Catalytic Converter:
Before going into options, there are a few points to address:

-Driving on the street without a cat isn't okay. Cats reduce noise about as much as a resonator, so without a cat your exhaust will probably be loud and raspy. If your Tib is an 05-06, extending the secondary o2 sensors to behind a cat will also usually eliminate the header CEL (see the CEL sticky for info on this). Additionally, even if your state doesn't have emissions, driving a car without a cat is still illegal. And, of course, its bad for the environment. Please save the kittens.

-Whatever you do, DO NOT gut the stock cats! Gutting the stock cat is actually probably the worst thing you can do. Sure, you will have removed the slight restriction of the honeycomb, but in its place will be an open, empty void. On the horsepower side of things, this will cause flow stagnation, which will cause a lot of turbulence and rob you of top-end power. As for torque, its a large section of open pipe, which will cause the gas to expand to fill it and greatly reduce exhaust velocity, and, well, yeah. You get the idea.


Typical high-flow cat

Anyways, on to options. Any modern cat, even OEM, has the ceramic honeycomb design. It flows well. The most common HF cat brand is magnaflow, with a number of equivalent-ish competitors. Magnaflow cats use a few tricks to flow better than OEM cats. A magnaflow cat generally costs around $100, you can get one from site sponsor NOPI.

However, a step above Magnaflow cats are random tech cats. I don't know of any competitors with as high-end of a design; random tech uses a different honeycomb design that they claim flows much better than any other cats, and there are some dyno charts out there to prove it.
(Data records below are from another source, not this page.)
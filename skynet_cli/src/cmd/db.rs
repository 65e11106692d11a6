use std::io::Write;
use std::path::Path;

use anyhow::{Context, Result, bail};
use skynet_db::SkyDb;
use skynet_portal::{PortalClient, PortalRegistry};

use crate::DbCmd;
use crate::config::CliConfig;
use crate::helpers::{parse_public_key, read_input};

pub async fn run_db(
    cmd: DbCmd,
    client: &PortalClient,
    config: &CliConfig,
    config_file: &Path,
) -> Result<()> {
    let db = SkyDb::new(PortalRegistry::new(client.clone()), client.clone());
    match cmd {
        DbCmd::Get {
            data_key,
            public_key,
            out,
        } => {
            let public_key = match public_key {
                Some(pk) => parse_public_key(&pk)?,
                None => config.load_private_key(config_file)?.public_key(),
            };
            let Some(doc) = db
                .get_document_bytes(&public_key, &data_key)
                .await
                .context("failed to get document")?
            else {
                bail!("no document for data key '{data_key}' under {public_key}");
            };
            match out {
                Some(out) => tokio::fs::write(&out, &doc)
                    .await
                    .with_context(|| format!("failed to write to {}", out.display()))?,
                None => std::io::stdout()
                    .write_all(&doc)
                    .context("failed to write to stdout")?,
            }
        }
        DbCmd::Set {
            data_key,
            path,
            revision,
        } => {
            let private_key = config.load_private_key(config_file)?;
            let content = read_input(&path).await?;
            let entry = db
                .set_document(&private_key, &data_key, content, revision)
                .await
                .context("failed to set document")?;
            println!(
                "published revision {} -> {}",
                entry.revision,
                String::from_utf8_lossy(&entry.data)
            );
        }
    }
    Ok(())
}
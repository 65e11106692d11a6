//! HTTP client for Skynet portals.
//!
//! [`PortalClient`] talks to a portal's HTTP API: uploads and downloads
//! (it implements [`BlobsApi`](skynet_core::BlobsApi)), the registry (through
//! [`PortalRegistry`], a [`RegistryApi`](skynet_core::RegistryApi)) and the
//! skykey manager.
//!
//! ```no_run
//! # async fn run() -> skynet_core::Result<()> {
//! use skynet_portal::{PortalClient, UploadData, UploadOptions};
//!
//! let client = PortalClient::default();
//! let mut data = UploadData::new();
//! data.add_bytes("hello.txt", "hello world");
//! let skylink = client.upload(data, &UploadOptions::default()).await?;
//! println!("{}", skylink.to_uri());
//! # Ok(())
//! # }
//! ```

pub mod config;
pub mod content_type;
mod download;
mod http;
pub mod registry;
pub mod skykeys;
mod upload;

pub use config::{
    DEFAULT_PORTAL_URL, DownloadOptions, EncryptionOptions, PortalOptions, RegistryOptions,
    SkykeyOptions, UploadOptions,
};
pub use content_type::{ContentTypeResolver, DefaultContentTypeResolver};
pub use http::{PortalClient, make_url};
pub use registry::PortalRegistry;
pub use skykeys::{Skykey, SkykeyType};
pub use upload::{UploadData, walk_directory};
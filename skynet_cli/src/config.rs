use std::path::{Path, PathBuf};
use std::time::Duration;

use anyhow::{Context, Result, anyhow};
use serde::{Deserialize, Serialize};
use skynet_core::PrivateKey;
use skynet_portal::{DEFAULT_PORTAL_URL, PortalClient, PortalOptions};

#[derive(Debug, Clone, Default, Serialize, Deserialize, PartialEq, Eq)]
#[serde(default)]
pub struct CliConfig {
    pub portal: CliConfigPortal,
    pub identity: Option<CliConfigIdentity>,
}

#[derive(Debug, Clone, Serialize, Deserialize, PartialEq, Eq)]
#[serde(default)]
pub struct CliConfigPortal {
    pub url: String,
    pub api_key: Option<String>,
    pub user_agent: Option<String>,
    pub timeout_secs: Option<u64>,
}

impl Default for CliConfigPortal {
    fn default() -> Self {
        Self {
            url: DEFAULT_PORTAL_URL.to_owned(),
            api_key: None,
            user_agent: None,
            timeout_secs: None,
        }
    }
}

#[derive(Debug, Clone, Serialize, Deserialize, PartialEq, Eq)]
pub struct CliConfigIdentity {
    /// Hex private key file, relative to the config file's directory.
    pub private_key_file: String,
}

impl CliConfig {
    /// Reads the config file. A missing file yields the defaults.
    pub fn load(path: &Path) -> Result<Self> {
        match std::fs::read_to_string(path) {
            Ok(content) => toml::from_str(&content)
                .with_context(|| format!("could not parse config file {}", path.display())),
            Err(e) if e.kind() == std::io::ErrorKind::NotFound => Ok(Self::default()),
            Err(e) => {
                Err(e).with_context(|| format!("could not read config file {}", path.display()))
            }
        }
    }

    pub fn portal_options(&self) -> PortalOptions {
        let mut options = PortalOptions::default();
        if let Some(api_key) = &self.portal.api_key {
            options = options.with_api_key(api_key);
        }
        if let Some(user_agent) = &self.portal.user_agent {
            options = options.with_user_agent(user_agent);
        }
        if let Some(secs) = self.portal.timeout_secs {
            options = options.with_timeout(Duration::from_secs(secs));
        }
        options
    }

    /// Client for the configured portal, or for `portal_url` if given.
    pub fn portal_client(&self, portal_url: Option<&str>) -> PortalClient {
        let url = portal_url.unwrap_or(&self.portal.url);
        PortalClient::with_options(url, self.portal_options())
    }

    pub fn private_key_path(&self, config_file: &Path) -> Option<PathBuf> {
        let identity = self.identity.as_ref()?;
        let dir = config_file.parent().unwrap_or_else(|| Path::new("."));
        Some(dir.join(&identity.private_key_file))
    }

    /// Loads the signing key named in `[identity]`.
    pub fn load_private_key(&self, config_file: &Path) -> Result<PrivateKey> {
        let path = self.private_key_path(config_file).ok_or_else(|| {
            anyhow!(
                "no [identity] in {}; run `skynet config init` first",
                config_file.display()
            )
        })?;
        let hex_key = std::fs::read_to_string(&path)
            .with_context(|| format!("could not read private key file {}", path.display()))?;
        PrivateKey::from_hex(&hex_key)
            .with_context(|| format!("invalid private key in {}", path.display()))
    }
}

#[cfg(test)]
mod tests {
    use super::*;

    #[test]
    fn test_missing_file_gives_defaults() {
        let dir = tempfile::tempdir().unwrap();
        let config = CliConfig::load(&dir.path().join("config.toml")).unwrap();
        assert_eq!(config, CliConfig::default());
        assert_eq!(config.portal.url, DEFAULT_PORTAL_URL);
        assert!(config.portal_options().timeout.is_none());
    }

    #[test]
    fn test_parse_full_config() {
        let dir = tempfile::tempdir().unwrap();
        let path = dir.path().join("config.toml");
        std::fs::write(
            &path,
            r#"
[portal]
url = "https://portal.example"
api_key = "foobar"
user_agent = "Sia-Agent"
timeout_secs = 30

[identity]
private_key_file = "config.privatekey"
"#,
        )
        .unwrap();

        let config = CliConfig::load(&path).unwrap();
        assert_eq!(config.portal.url, "https://portal.example");
        let options = config.portal_options();
        assert_eq!(options.api_key.as_deref(), Some("foobar"));
        assert_eq!(options.user_agent.as_deref(), Some("Sia-Agent"));
        assert_eq!(options.timeout, Some(Duration::from_secs(30)));
        assert_eq!(
            config.private_key_path(&path).unwrap(),
            dir.path().join("config.privatekey")
        );

        assert_eq!(config.portal_client(None).portal_url(), "https://portal.example");
        assert_eq!(
            config.portal_client(Some("http://localhost:9980")).portal_url(),
            "http://localhost:9980"
        );
    }

    #[test]
    fn test_load_private_key() {
        let dir = tempfile::tempdir().unwrap();
        let path = dir.path().join("config.toml");
        let key = PrivateKey::from_seed(&[9; 32]);
        std::fs::write(dir.path().join("key.hex"), format!("{}\n", key.to_hex())).unwrap();

        let config = CliConfig {
            identity: Some(CliConfigIdentity {
                private_key_file: "key.hex".into(),
            }),
            ..Default::default()
        };
        let loaded = config.load_private_key(&path).unwrap();
        assert_eq!(loaded.public_key(), key.public_key());

        let err = CliConfig::default().load_private_key(&path).unwrap_err();
        assert!(err.to_string().contains("config init"));
    }

    #[test]
    fn test_rejects_malformed_config() {
        let dir = tempfile::tempdir().unwrap();
        let path = dir.path().join("config.toml");
        std::fs::write(&path, "[portal]\ntimeout_secs = \"soon\"\n").unwrap();
        assert!(CliConfig::load(&path).is_err());
    }
}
Not a huge difference probably, so its only worth it if you really want only the best.

Here's a random tech cat's honeycomb:

Random tech cats generally cost around $180-$200

Resonator:

A resonator is basically just an inline muffler that goes after the cat but before the main muffler. You don't really NEED a resonator, but I would recommend one if you don't have headers, and if you do have headers, then I would say a resonator is vital to getting a good, non-annoying exhaust note. All aftermarket Tiburon exhausts as well as the OEM exhaust use a resonator. A typical straight-through resonator will add less than 1PSI of backpressure, so there is virtually no performance loss. While your neighborhood ricerboy may disagree, the quieter your exhaust, the better.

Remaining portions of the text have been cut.